** Opening Input block **
use serde::Deserialize;
use std::collections::BTreeMap;

/// Wire shape of the policy JSON document before validation.
///
/// Every section is optional at this layer so validation can report exactly
/// which one is missing (or fill it in under the migrate mode) instead of
/// surfacing a generic deserialisation error.
#[derive(Debug, Clone, Default, Deserialize)]
#[serde(deny_unknown_fields)]
pub(crate) struct PolicyDocument {
    #[serde(default)]
    pub(crate) version: Option<String>,
    #[serde(default)]
    pub(crate) join_keys: Option<Vec<String>>,
    #[serde(default)]
    pub(crate) ranking_rules: Option<Vec<RankingRuleDocument>>,
    #[serde(default)]
    pub(crate) trace_stages: Option<Vec<TraceStageDocument>>,
    #[serde(default)]
    pub(crate) gender_codes: Option<BTreeMap<String, u16>>,
    #[serde(default)]
    pub(crate) capacity_column: Option<String>,
    #[serde(default)]
    pub(crate) fairness_strategy: Option<String>,
    #[serde(default)]
    pub(crate) school_wildcard: Option<bool>,
    #[serde(default)]
    pub(crate) column_aliases: BTreeMap<String, Vec<String>>,
}

#[derive(Debug, Clone, Deserialize)]
#[serde(deny_unknown_fields)]
pub(crate) struct RankingRuleDocument {
    pub(crate) name: String,
    pub(crate) column: String,
    pub(crate) direction: String,
}

#[derive(Debug, Clone, Deserialize)]
#[serde(deny_unknown_fields)]
pub(crate) struct TraceStageDocument {
    pub(crate) stage: String,
    pub(crate) column: String,
}

pub(crate) fn parse_document(raw: &str) -> Result<PolicyDocument, serde_json::Error> {
    serde_json::from_str(raw.trim_start_matches('\u{feff}'))
}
** Closing Input block **
Your answer must be a single number, the count of lines in the data that hold the string "BTreeMap".

## Task response
3